5. For a majority of Turkish citizens, growing prosperity is more significant than the AKP’s authoritarian tendencies, whether actual or perceived. Turkish GDP per capita (at PPP) increased from approximately USD 3,000 in 2002 to well over 10,000 at present. Unlike the EU as well as the US, Turkey weathered the 2008 international crisis with few casualties, with market growing by 8.2% in 2010 and reaching 11% in Q1 of 2011. Consumption and investment are crucial components in the growth model. Government spending so plays a main function with big jobs in home and public infrastructure. Such initiatives, along with its popular reform in the field of health care, improve the allure of Erdoan et al to voters.
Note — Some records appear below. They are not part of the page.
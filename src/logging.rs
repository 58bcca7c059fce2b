use env_logger::{Builder, Env};
use log::{self, LevelFilter};
use chrono::Local;
use std::io::Write;
use yansi::Paint;

/// Initializes the logging system with the specified default level
///
/// `RUST_LOG` takes precedence when set. Valid levels are: error, warn, info, debug, trace.
/// Calling this twice is harmless; the second call is ignored.
pub fn init(log_level: &str) {
    let level = parse_log_level(log_level).to_string().to_lowercase();
    let env = Env::default()
        .filter_or("RUST_LOG", level)
        .write_style_or("RUST_LOG_STYLE", "auto");

    let _ = Builder::from_env(env)
        .format(|buf, record| {
            writeln!(buf, "{}", format_log(record))
        })
        .try_init();
}

/// Formats a log record into a single line with timestamp, level and target
pub fn format_log(record: &log::Record) -> String {
    let level = match record.level() {
        log::Level::Error => Paint::red("ERROR").bold(),
        log::Level::Warn => Paint::yellow("WARN ").bold(),
        log::Level::Info => Paint::cyan("INFO ").bold(),
        log::Level::Debug => Paint::blue("DEBUG").bold(),
        log::Level::Trace => Paint::new("TRACE"),
    };

    let timestamp = Local::now().format("%Y-%m-%d %H:%M:%S%.3f");
    let target = if !record.target().is_empty() {
        record.target()
    } else {
        record.module_path().unwrap_or("unknown")
    };

    format!(
        "[{}] {} [{}] {}",
        timestamp,
        level,
        target,
        record.args()
    )
}

/// Parses a log level string into a LevelFilter, defaulting to Info
pub fn parse_log_level(level: &str) -> LevelFilter {
    match level.to_lowercase().as_str() {
        "off" => LevelFilter::Off,
        "error" => LevelFilter::Error,
        "warn" => LevelFilter::Warn,
        "info" => LevelFilter::Info,
        "debug" => LevelFilter::Debug,
        "trace" => LevelFilter::Trace,
        _ => LevelFilter::Info,
    }
}
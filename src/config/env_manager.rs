use serde::{Serialize, Deserialize};

/// Environment variable holding the completion API key
pub const GROQ_API_KEY: &str = "GROQ_API_KEY";
/// Environment variable holding the GitHub access token
pub const GITHUB_TOKEN: &str = "GITHUB_TOKEN";
/// Environment variable overriding the completion model
pub const GROQ_MODEL: &str = "GROQ_MODEL";
/// Environment variable overriding the GitHub API base URL
pub const GITHUB_API_BASE_URL: &str = "GITHUB_API_BASE_URL";
/// Environment variable overriding the completion endpoint
pub const GROQ_API_URL: &str = "GROQ_API_URL";

/// Values sourced from the process environment
///
/// Absence is not validated here; the completion client checks for an empty
/// API key and the GitHub client simply goes unauthenticated without a token.
#[derive(Debug, Clone, Default, PartialEq, Eq, Serialize, Deserialize)]
pub struct ApiKeys {
    /// Completion API key
    pub groq_api_key: Option<String>,
    /// GitHub API token for authenticated requests
    pub github_token: Option<String>,
    /// Model name override
    pub model: Option<String>,
    /// GitHub API base URL override
    pub github_api_base: Option<String>,
    /// Completion endpoint override
    pub completion_endpoint: Option<String>,
}

impl ApiKeys {
    /// Reads all known variables from the process environment
    pub fn from_env() -> Self {
        Self::from_lookup(get_env_value)
    }

    /// Reads all known variables through `lookup`, treating empty values as unset
    pub fn from_lookup<F>(lookup: F) -> Self
    where
        F: Fn(&str) -> Option<String>,
    {
        let get = |key: &str| lookup(key).filter(|value| !value.trim().is_empty());
        Self {
            groq_api_key: get(GROQ_API_KEY),
            github_token: get(GITHUB_TOKEN),
            model: get(GROQ_MODEL),
            github_api_base: get(GITHUB_API_BASE_URL),
            completion_endpoint: get(GROQ_API_URL),
        }
    }
}

/// Returns the value of an environment variable, or `None` if unset or empty
pub fn get_env_value(key: &str) -> Option<String> {
    let value = std::env::var(key).ok()?;
    if value.is_empty() {
        None
    } else {
        Some(value)
    }
}
//! Chat completion client for OpenAI-compatible endpoints (Groq by default).

pub mod types;

use crate::config::Config;
use crate::error::{MdtoolError, Result};
use async_trait::async_trait;
use log::info;
use reqwest::Client;
use types::{ChatMessage, ChatRequest, ChatResponse};

/// Anything that can turn a prompt into generated text
#[async_trait]
pub trait Completion: Send + Sync {
    /// Sends `prompt` and returns the generated text
    async fn complete(&self, prompt: &str) -> Result<String>;
}

/// Single-shot client for a chat completions endpoint
pub struct CompletionClient {
    client: Client,
    api_key: String,
    endpoint: String,
    model: String,
    temperature: f64,
    max_tokens: u32,
}

impl CompletionClient {
    /// Creates a client from the completion settings.
    ///
    /// The API key is not checked here; [`Completion::complete`] rejects an
    /// empty key before any network activity.
    pub fn new(config: &Config) -> Result<Self> {
        let client = Client::builder()
            .timeout(config.completion_timeout())
            .build()
            .map_err(|e| MdtoolError::Network(e.to_string()))?;

        Ok(Self {
            client,
            api_key: config.groq_api_key.clone(),
            endpoint: config.completion.endpoint.clone(),
            model: config.default_model.clone(),
            temperature: config.completion.temperature,
            max_tokens: config.completion.max_tokens,
        })
    }

    /// Request body for a single user message
    pub fn build_request(&self, prompt: &str) -> ChatRequest {
        ChatRequest {
            messages: vec![ChatMessage {
                role: "user".to_string(),
                content: prompt.to_string(),
            }],
            model: self.model.clone(),
            temperature: self.temperature,
            max_tokens: self.max_tokens,
        }
    }
}

#[async_trait]
impl Completion for CompletionClient {
    async fn complete(&self, prompt: &str) -> Result<String> {
        if self.api_key.trim().is_empty() {
            return Err(MdtoolError::Config("GROQ_API_KEY is not set".into()));
        }

        info!("Sending request to completion API (model {})", self.model);
        let response = self
            .client
            .post(&self.endpoint)
            .bearer_auth(self.api_key.trim())
            .json(&self.build_request(prompt))
            .send()
            .await
            .map_err(|e| MdtoolError::Network(format!("failed to send request: {}", e)))?;

        let status = response.status();
        let body = response
            .text()
            .await
            .map_err(|e| MdtoolError::Network(format!("failed to read response body: {}", e)))?;
        info!("Completion API response status: {}", status.as_u16());

        if !status.is_success() {
            return Err(MdtoolError::Api {
                status: status.as_u16(),
                message: body,
            });
        }

        let content = extract_content(status.as_u16(), &body)?;
        info!("Successfully generated README content");
        Ok(content)
    }
}

/// Pulls the first choice's text out of a completion response body
pub fn extract_content(status: u16, body: &str) -> Result<String> {
    let response: ChatResponse = serde_json::from_str(body)?;

    if let Some(error) = response.error {
        if let Some(message) = error.message.filter(|m| !m.is_empty()) {
            return Err(MdtoolError::Api {
                status,
                message: match error.kind {
                    Some(kind) => format!("{} (type: {})", message, kind),
                    None => message,
                },
            });
        }
    }

    let choice = response.choices.unwrap_or_default().into_iter().next().ok_or_else(|| {
        MdtoolError::EmptyResponse(format!("API returned no choices in response: {}", body))
    })?;

    match choice.message.content {
        Some(content) if !content.trim().is_empty() => Ok(content),
        _ => Err(MdtoolError::EmptyResponse(format!("API returned empty content: {}", body))),
    }
}

#[cfg(test)]
mod tests {
    use super::*;
    use mockito::{Matcher, Server, ServerGuard};
    use serde_json::json;

    fn config_for(server: &ServerGuard, api_key: &str) -> Config {
        let mut config = Config {
            groq_api_key: api_key.to_string(),
            ..Config::default()
        };
        config.completion.endpoint = format!("{}/openai/v1/chat/completions", server.url());
        config
    }

    #[test]
    fn test_request_shape() {
        let client = CompletionClient::new(&Config::default()).unwrap();
        let body = serde_json::to_value(client.build_request("Write a README")).unwrap();
        assert_eq!(body, json!({
            "messages": [{"role": "user", "content": "Write a README"}],
            "model": "llama-3.3-70b-versatile",
            "temperature": 0.7,
            "max_tokens": 2000
        }));
    }

    #[test]
    fn test_no_choices_is_empty_response() {
        let result = extract_content(200, r#"{"choices": []}"#);
        assert!(matches!(result, Err(MdtoolError::EmptyResponse(_))));
    }

    #[test]
    fn test_null_choices_is_empty_response() {
        for body in [r#"{"choices": null}"#, r#"{}"#] {
            let result = extract_content(200, body);
            assert!(matches!(result, Err(MdtoolError::EmptyResponse(_))), "{}", body);
        }
    }

    #[test]
    fn test_null_error_message_is_ignored() {
        let result = extract_content(200, r#"{"choices": [], "error": {"message": null}}"#);
        assert!(matches!(result, Err(MdtoolError::EmptyResponse(_))));

        let body = r##"{"choices": [{"message": {"content": "# Hello"}}], "error": null}"##;
        assert_eq!(extract_content(200, body).unwrap(), "# Hello");
    }

    #[test]
    fn test_blank_content_is_empty_response() {
        let body = r#"{"choices": [{"message": {"role": "assistant", "content": "  "}}]}"#;
        let result = extract_content(200, body);
        assert!(matches!(result, Err(MdtoolError::EmptyResponse(_))));
    }

    #[test]
    fn test_error_field_is_api_error() {
        let body = r#"{"choices": [],
            "error": {"message": "model_decommissioned", "type": "invalid_request_error"}}"#;
        match extract_content(200, body) {
            Err(MdtoolError::Api { status, message }) => {
                assert_eq!(status, 200);
                assert!(message.contains("model_decommissioned"));
                assert!(message.contains("invalid_request_error"));
            }
            other => panic!("expected API error, got {:?}", other),
        }
    }

    #[test]
    fn test_empty_error_message_is_ignored() {
        let body =
            r##"{"choices": [{"message": {"content": "# Hello"}}], "error": {"message": ""}}"##;
        assert_eq!(extract_content(200, body).unwrap(), "# Hello");
    }

    #[tokio::test]
    async fn test_empty_api_key_fails_before_network() {
        let mut server = Server::new_async().await;
        let mock = server
            .mock("POST", "/openai/v1/chat/completions")
            .expect(0)
            .create_async()
            .await;

        let client = CompletionClient::new(&config_for(&server, "")).unwrap();
        let result = client.complete("prompt").await;
        assert!(matches!(result, Err(MdtoolError::Config(_))));
        mock.assert_async().await;
    }

    #[tokio::test]
    async fn test_complete_success() {
        let mut server = Server::new_async().await;
        let mock = server
            .mock("POST", "/openai/v1/chat/completions")
            .match_header("authorization", "Bearer gsk_test")
            .match_body(Matcher::PartialJson(json!({
                "messages": [{"role": "user", "content": "prompt"}],
                "max_tokens": 2000
            })))
            .with_status(200)
            .with_header("content-type", "application/json")
            .with_body(
                r##"{"choices": [{"message": {"role": "assistant", "content": "# Hello-World\n"}}]}"##,
            )
            .create_async()
            .await;

        let client = CompletionClient::new(&config_for(&server, "gsk_test")).unwrap();
        assert_eq!(client.complete("prompt").await.unwrap(), "# Hello-World\n");
        mock.assert_async().await;
    }

    #[tokio::test]
    async fn test_non_success_status_carries_body() {
        let mut server = Server::new_async().await;
        let _mock = server
            .mock("POST", "/openai/v1/chat/completions")
            .with_status(401)
            .with_body(r#"{"error": {"message": "Invalid API Key"}}"#)
            .create_async()
            .await;

        let client = CompletionClient::new(&config_for(&server, "gsk_bad")).unwrap();
        match client.complete("prompt").await {
            Err(MdtoolError::Api { status, message }) => {
                assert_eq!(status, 401);
                assert!(message.contains("Invalid API Key"));
            }
            other => panic!("expected API error, got {:?}", other),
        }
    }

    #[tokio::test]
    async fn test_connection_failure_is_network_error() {
        let mut config = Config { groq_api_key: "gsk_test".into(), ..Config::default() };
        config.completion.endpoint = "http://127.0.0.1:1/v1/chat/completions".into();

        let client = CompletionClient::new(&config).unwrap();
        assert!(matches!(client.complete("prompt").await, Err(MdtoolError::Network(_))));
    }
}
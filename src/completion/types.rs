//! Wire types of the chat completions API.

use serde::{Serialize, Deserialize};

/// One message of the conversation sent to the model
#[derive(Debug, Clone, PartialEq, Serialize, Deserialize)]
pub struct ChatMessage {
    /// Author role, `user` for prompts
    pub role: String,
    /// Message text
    pub content: String,
}

/// Request body of `POST /chat/completions`
#[derive(Debug, Clone, PartialEq, Serialize, Deserialize)]
pub struct ChatRequest {
    /// Conversation, a single user message here
    pub messages: Vec<ChatMessage>,
    /// Model identifier
    pub model: String,
    /// Sampling temperature
    pub temperature: f64,
    /// Upper bound on generated tokens
    pub max_tokens: u32,
}

/// Response body; `null` and missing fields both read as absent
#[derive(Debug, Default, Deserialize)]
pub struct ChatResponse {
    /// Generated alternatives
    #[serde(default)]
    pub choices: Option<Vec<Choice>>,
    /// Error payload some providers return alongside a 200
    #[serde(default)]
    pub error: Option<ApiErrorBody>,
}

/// A single generated alternative
#[derive(Debug, Deserialize)]
pub struct Choice {
    /// The assistant message
    pub message: ChoiceMessage,
}

/// Assistant message of a choice
#[derive(Debug, Deserialize)]
pub struct ChoiceMessage {
    /// Generated text
    #[serde(default)]
    pub content: Option<String>,
}

/// Error object of a completion response
#[derive(Debug, Default, Deserialize)]
pub struct ApiErrorBody {
    /// Human-readable message
    #[serde(default)]
    pub message: Option<String>,
    /// Error category
    #[serde(rename = "type", default)]
    pub kind: Option<String>,
}
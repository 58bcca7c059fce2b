//! Minimal GitHub REST client: repository metadata and the contents API.

use crate::config::Config;
use crate::error::{MdtoolError, Result};
use base64::{engine::general_purpose::STANDARD, Engine as _};
use reqwest::header::{HeaderMap, HeaderValue, ACCEPT, AUTHORIZATION, USER_AGENT};
use reqwest::{Client, StatusCode};
use serde::de::DeserializeOwned;
use serde::{Deserialize, Serialize};
use std::fmt;
use std::str::FromStr;
use url::Url;

const GITHUB_URL_PREFIXES: &[&str] = &["https://github.com/", "http://github.com/", "github.com/"];

/// An `owner/name` pair identifying a GitHub repository
#[derive(Debug, Clone, PartialEq, Eq, Hash)]
pub struct RepositoryReference {
    /// User or organization owning the repository
    pub owner: String,
    /// Repository name
    pub name: String,
}

impl RepositoryReference {
    /// Parses `owner/repo`, also accepting a `https://github.com/owner/repo` URL
    pub fn parse(input: &str) -> Result<Self> {
        let mut spec = input.trim();
        if let Some(rest) = GITHUB_URL_PREFIXES.iter().find_map(|p| spec.strip_prefix(p)) {
            spec = rest.trim_end_matches('/');
            spec = spec.strip_suffix(".git").unwrap_or(spec);
        }

        match spec.split('/').collect::<Vec<_>>().as_slice() {
            [owner, name] if !owner.is_empty() && !name.is_empty() => Ok(Self {
                owner: owner.to_string(),
                name: name.to_string(),
            }),
            _ => Err(MdtoolError::Validation(format!(
                "invalid repository name format '{}'. Use 'owner/repo'",
                input.trim()
            ))),
        }
    }
}

impl FromStr for RepositoryReference {
    type Err = MdtoolError;

    fn from_str(s: &str) -> Result<Self> {
        Self::parse(s)
    }
}

impl fmt::Display for RepositoryReference {
    fn fmt(&self, f: &mut fmt::Formatter<'_>) -> fmt::Result {
        write!(f, "{}/{}", self.owner, self.name)
    }
}

/// Snapshot of the repository fields used in the prompt
#[derive(Debug, Clone, PartialEq, Eq, Serialize, Deserialize)]
pub struct RepositoryMetadata {
    /// Repository name
    pub name: String,
    /// Free-text description
    pub description: Option<String>,
    /// Primary language as detected by GitHub
    pub language: Option<String>,
    /// License name; `None` when the repository has no detected license
    pub license: Option<String>,
    /// Stargazer count
    pub stars: u64,
    /// Fork count
    pub forks: u64,
    /// Open issue count
    pub open_issues: u64,
}

#[derive(Debug, Deserialize)]
struct RepositoryResponse {
    name: String,
    description: Option<String>,
    language: Option<String>,
    license: Option<LicenseResponse>,
    #[serde(default)]
    stargazers_count: u64,
    #[serde(default)]
    forks_count: u64,
    #[serde(default)]
    open_issues_count: u64,
}

#[derive(Debug, Deserialize)]
struct LicenseResponse {
    name: Option<String>,
}

impl From<RepositoryResponse> for RepositoryMetadata {
    fn from(repo: RepositoryResponse) -> Self {
        Self {
            name: repo.name,
            description: repo.description,
            language: repo.language,
            license: repo.license.and_then(|license| license.name),
            stars: repo.stargazers_count,
            forks: repo.forks_count,
            open_issues: repo.open_issues_count,
        }
    }
}

/// Kind of an entry returned by the contents API
#[derive(Debug, Clone, Copy, PartialEq, Eq, Serialize, Deserialize)]
#[serde(rename_all = "lowercase")]
pub enum ContentKind {
    /// Regular file
    File,
    /// Directory
    Dir,
    /// Symbolic link
    Symlink,
    /// Git submodule
    Submodule,
    /// Anything GitHub adds later
    #[serde(other)]
    Other,
}

/// One entry of a directory listing
#[derive(Debug, Clone, PartialEq, Eq, Serialize, Deserialize)]
pub struct ContentEntry {
    /// Repository-relative path
    pub path: String,
    /// Entry kind
    #[serde(rename = "type")]
    pub kind: ContentKind,
    /// Size in bytes as reported by GitHub (0 for directories)
    #[serde(default)]
    pub size: u64,
}

/// A single file as returned by the contents API
#[derive(Debug, Clone, PartialEq, Eq, Deserialize)]
pub struct FileContent {
    /// Repository-relative path
    pub path: String,
    /// Transport encoding, `base64` for regular files
    pub encoding: Option<String>,
    /// Encoded content
    pub content: Option<String>,
}

impl FileContent {
    /// Decodes the transport encoding into UTF-8 text
    pub fn decode(&self) -> Result<String> {
        match self.encoding.as_deref() {
            Some("base64") => {}
            other => {
                return Err(MdtoolError::Decode(format!(
                    "{}: unsupported encoding {}",
                    self.path,
                    other.unwrap_or("<none>")
                )))
            }
        }

        // GitHub wraps the payload at 60 columns
        let encoded: String = self
            .content
            .as_deref()
            .unwrap_or_default()
            .chars()
            .filter(|c| !c.is_ascii_whitespace())
            .collect();

        let bytes = STANDARD
            .decode(encoded)
            .map_err(|e| MdtoolError::Decode(format!("{}: {}", self.path, e)))?;

        String::from_utf8(bytes)
            .map_err(|_| MdtoolError::Decode(format!("{}: content is not valid UTF-8", self.path)))
    }
}

#[derive(Deserialize)]
#[serde(untagged)]
enum ContentsResponse {
    Listing(Vec<ContentEntry>),
    Single(ContentEntry),
}

/// Read-only client for the GitHub REST API
#[derive(Clone)]
pub struct GitHubClient {
    client: Client,
    base: Url,
}

impl GitHubClient {
    /// Creates a client from the configured base URL, token and timeout
    pub fn new(config: &Config) -> Result<Self> {
        let base = Url::parse(&config.github_api_base).map_err(|e| {
            MdtoolError::Config(format!(
                "invalid GitHub API base '{}': {}",
                config.github_api_base, e
            ))
        })?;

        let mut headers = HeaderMap::new();
        headers.insert(USER_AGENT, HeaderValue::from_static("mdtool"));
        headers.insert(ACCEPT, HeaderValue::from_static("application/vnd.github+json"));
        if let Some(token) = config.github_token() {
            let auth = HeaderValue::from_str(&format!("Bearer {}", token.trim()))
                .map_err(|_| {
                    MdtoolError::Config("GitHub token contains invalid characters".into())
                })?;
            headers.insert(AUTHORIZATION, auth);
        }

        let client = Client::builder()
            .timeout(config.request_timeout())
            .default_headers(headers)
            .build()
            .map_err(|e| MdtoolError::Network(e.to_string()))?;

        Ok(Self { client, base })
    }

    /// Fetches the repository metadata snapshot
    pub async fn get_repository(&self, repo: &RepositoryReference) -> Result<RepositoryMetadata> {
        let url = self.endpoint(&["repos", &repo.owner, &repo.name])?;
        let what = format!("repository {}", repo);
        let response: RepositoryResponse = self.get_json(url, &what).await?;
        Ok(response.into())
    }

    /// Lists a directory; `""` is the repository root
    pub async fn list_directory(
        &self,
        repo: &RepositoryReference,
        path: &str,
    ) -> Result<Vec<ContentEntry>> {
        let url = self.contents_url(repo, path)?;
        let what = format!("contents of {}/{}", repo, path);
        match self.get_json::<ContentsResponse>(url, &what).await? {
            ContentsResponse::Listing(entries) => Ok(entries),
            ContentsResponse::Single(entry) => Ok(vec![entry]),
        }
    }

    /// Fetches one file including its encoded content
    pub async fn get_file(&self, repo: &RepositoryReference, path: &str) -> Result<FileContent> {
        let url = self.contents_url(repo, path)?;
        self.get_json(url, &format!("file {}/{}", repo, path)).await
    }

    fn contents_url(&self, repo: &RepositoryReference, path: &str) -> Result<Url> {
        let mut segments = vec!["repos", repo.owner.as_str(), repo.name.as_str(), "contents"];
        let path = path.trim_matches('/');
        if path.is_empty() {
            segments.push("");
        } else {
            segments.extend(path.split('/'));
        }
        self.endpoint(&segments)
    }

    fn endpoint(&self, segments: &[&str]) -> Result<Url> {
        let mut url = self.base.clone();
        url.path_segments_mut()
            .map_err(|_| {
                MdtoolError::Config(format!("GitHub API base '{}' cannot be a base URL", self.base))
            })?
            .pop_if_empty()
            .extend(segments);
        Ok(url)
    }

    async fn get_json<T: DeserializeOwned>(&self, url: Url, what: &str) -> Result<T> {
        let response = self
            .client
            .get(url)
            .send()
            .await
            .map_err(|e| MdtoolError::Network(format!("failed to get {}: {}", what, e)))?;

        let status = response.status();
        let rate_limited = response
            .headers()
            .get("x-ratelimit-remaining")
            .map_or(false, |remaining| remaining == "0");
        let body = response
            .text()
            .await
            .map_err(|e| MdtoolError::Network(format!("failed to read {}: {}", what, e)))?;

        if status == StatusCode::NOT_FOUND {
            return Err(MdtoolError::NotFound(what.to_string()));
        }
        if status == StatusCode::TOO_MANY_REQUESTS
            || (status == StatusCode::FORBIDDEN && rate_limited)
        {
            return Err(MdtoolError::RateLimitExceeded(format!("while fetching {}", what)));
        }
        if !status.is_success() {
            return Err(MdtoolError::GitHubApi {
                status: status.as_u16(),
                message: format!("failed to get {}: {}", what, body),
            });
        }

        Ok(serde_json::from_str(&body)?)
    }
}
6. Strength at home has empowered AKP to pursue an overconfident policy abroad. Its targets are highly practical. First, engaging neighbouring nations, notably within the Middle East, adds to Turkey’s security, eg with the perspective of the Kurdish problem which tops the plan. Secondly, to balance its market, Turkey seeks to start new markets for its energetic businesses, purchasing support for the AKP. Thirdly, Prime Minister Erdoan has the penchant for grandstanding on problems outside Turkey, like the circumstances of Palestinians, to score points domestically.